Below is the transcript of a CNBC Exclusive interview with Martin Gilbert, Chief Executive Officer, Standard Life Aberdeen. The interview was first broadcast on CNBC's Squawk Box Asia on 17 September 2018.

All references must be sourced to a "CNBC Interview'.

Interviewed by CNBC's Nancy Hungerford

Nancy Hungerford (Nancy): We are here on the eve of ten years since Lehman Brothers and as you were at Aberdeen, we're watching this all unfold stateside, but eventually what came to the U.K would eventually affected Aberdeen. How bad did it get? Did you ever take a step back, and say we could go in the way of Lehman?

Martin Gilbert (Martin): No, I don't think so. I think the asset management businesses are sort of different from insurance and banks. We don't have the risk on our own balance sheet. I knew we would suffer a profit hit but I knew we would we would survive. And we sort of knew it was coming because I always remember in June of that year speaking at a conference in Monaco and actually saying you know the big risk out are CDOs and they remind me so much of split capital investment trusts and the crash that we were sort of slightly prepared for it. But we learnt a lot from it about risk in our own business which we didn't actually think would be an issue i.e. where do you put your cash, and remember asset managers were sitting on billions of cash. We were worried where to put the cash every day. So we did learn a lot from the crisis.

Nancy: Many people here have said the risk environment is different. You've said yourself that there is a greater understanding of prudence in the business too. But does too much prudence carry its own risks as well, when you look at what shareholders demand in the way of returns?

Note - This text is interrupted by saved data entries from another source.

//! End-to-end tests of the pool against a live TCP target

mod common;

use chanpool::{Client, ConnectionPool, DialOptions, PoolOptions};
use chanpool_core::{ClientConfig, PoolError};
use common::{connection_of, start_target, ECHO, SLOW};
use futures::future::join_all;
use serde_json::{json, Value};
use std::collections::HashSet;
use std::time::Duration;

#[tokio::test(flavor = "multi_thread")]
async fn test_size_three_pool_uses_three_channels_in_order() {
    let target = start_target().await;
    let config = ClientConfig::builder()
        .name("smoke")
        .target(target.target())
        .pool_size(3)
        .build();

    let client = Client::connect(config, DialOptions::default())
        .await
        .expect("Failed to connect");
    assert_eq!(client.pool().len(), 3);

    let mut first_cycle = Vec::new();
    for _ in 0..3 {
        let response = client.invoke_raw(ECHO, json!({ "body": "hi" })).await.unwrap();
        assert_eq!(response["params"]["body"], "hi");
        first_cycle.push(connection_of(&response));
    }

    let distinct: HashSet<u64> = first_cycle.iter().copied().collect();
    assert_eq!(distinct.len(), 3);

    let mut second_cycle = Vec::new();
    for _ in 0..3 {
        let response = client.invoke_raw(ECHO, Value::Null).await.unwrap();
        second_cycle.push(connection_of(&response));
    }
    assert_eq!(second_cycle, first_cycle);

    client.close().await.unwrap();
    assert!(matches!(client.close().await, Err(PoolError::AlreadyClosed)));
}

#[tokio::test(flavor = "multi_thread")]
async fn test_client_id_reaches_target() {
    let target = start_target().await;
    let config = ClientConfig::builder()
        .target(target.target())
        .client_id("smoke-client")
        .build();

    let client = Client::connect(config, DialOptions::default()).await.unwrap();
    let response = client.invoke_raw(ECHO, Value::Null).await.unwrap();
    assert_eq!(response["client_id"], "smoke-client");

    client.close().await.unwrap();
}

#[tokio::test(flavor = "multi_thread")]
async fn test_closed_channel_is_routed_around_and_replaced() -> anyhow::Result<()> {
    let target = start_target().await;
    let pool = ConnectionPool::new(
        target.target(),
        PoolOptions::new()
            .pool_size(2)
            .refresh_interval(Duration::from_secs(3600)),
    )
    .await?;

    // Close slot 0's channel underneath the pool
    pool.connections()[0].channel().close().await?;
    assert!(!pool.connections()[0].is_healthy());

    for _ in 0..4 {
        pool.invoke_raw(ECHO, Value::Null).await?;
    }
    assert!(pool.stats().fallbacks >= 2);

    assert_eq!(pool.refresh_now().await?, 1);
    assert!(pool.connections()[0].is_healthy());

    let mut seen = HashSet::new();
    for _ in 0..2 {
        seen.insert(connection_of(&pool.invoke_raw(ECHO, Value::Null).await?));
    }
    // Connections 0 and 1 were the initial dials, the replacement is 2
    assert!(seen.contains(&2));

    pool.close().await?;
    Ok(())
}

#[tokio::test(flavor = "multi_thread")]
async fn test_request_timeout_bounds_the_call() {
    let target = start_target().await;
    let config = ClientConfig::builder()
        .target(target.target())
        .pool_size(2)
        .request_timeout(Duration::from_millis(100))
        .build();

    let client = Client::connect(config, DialOptions::default()).await.unwrap();

    let err = client.invoke_raw(SLOW, Value::Null).await.unwrap_err();
    assert!(matches!(err, PoolError::Timeout { .. }));
    assert!(err.is_retryable());

    // The slow call still occupies its connection, the next one goes to the other
    client.invoke_raw(ECHO, Value::Null).await.unwrap();
    client.close().await.unwrap();
}

#[tokio::test(flavor = "multi_thread")]
async fn test_concurrent_calls_share_the_pool() {
    let target = start_target().await;
    let pool = ConnectionPool::new(target.target(), PoolOptions::new().pool_size(3))
        .await
        .unwrap();

    let calls = (0..50).map(|i| pool.invoke_raw(ECHO, json!({ "n": i })));
    let responses = join_all(calls).await;

    let mut connections = HashSet::new();
    for (i, response) in responses.into_iter().enumerate() {
        let response = response.unwrap();
        assert_eq!(response["params"]["n"], i);
        connections.insert(connection_of(&response));
    }
    assert_eq!(connections.len(), 3);
    assert_eq!(pool.stats().invocations, 50);

    pool.close().await.unwrap();
}

#[tokio::test(flavor = "multi_thread")]
async fn test_unknown_method_surfaces_remote_error() {
    let target = start_target().await;
    let pool = ConnectionPool::new(target.target(), PoolOptions::new())
        .await
        .unwrap();

    let err = pool
        .invoke_raw("/test.EchoService/Missing", Value::Null)
        .await
        .unwrap_err();
    assert!(err.to_string().contains("unknown method"));
    assert!(!err.is_retryable());

    pool.close().await.unwrap();
}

Martin: Yeah, I think one of the things and if you speak to the governor of the bank of England or regulators around the world, they've shifted the risk from bank balance sheets to really onto the funds that asset managers manage. So they've now become gigantic and of course, that's where they see the risk coming but be under no illusion the regulators want the banks to be safe and almost utilities and so do the shareholders to a certain extent. All we want is a steady dividend stream. We don't want too much excitement. If we do want to excite we can go and buy Goldman Sachs for instance. But for the domestic banks like Lloyds, we want just nice safe well run banks.

Nancy: When you talk about the fact you did see some cracks emerging in the early days, before the financial crisis really took off, is there anything you see today that gives you cause for concern?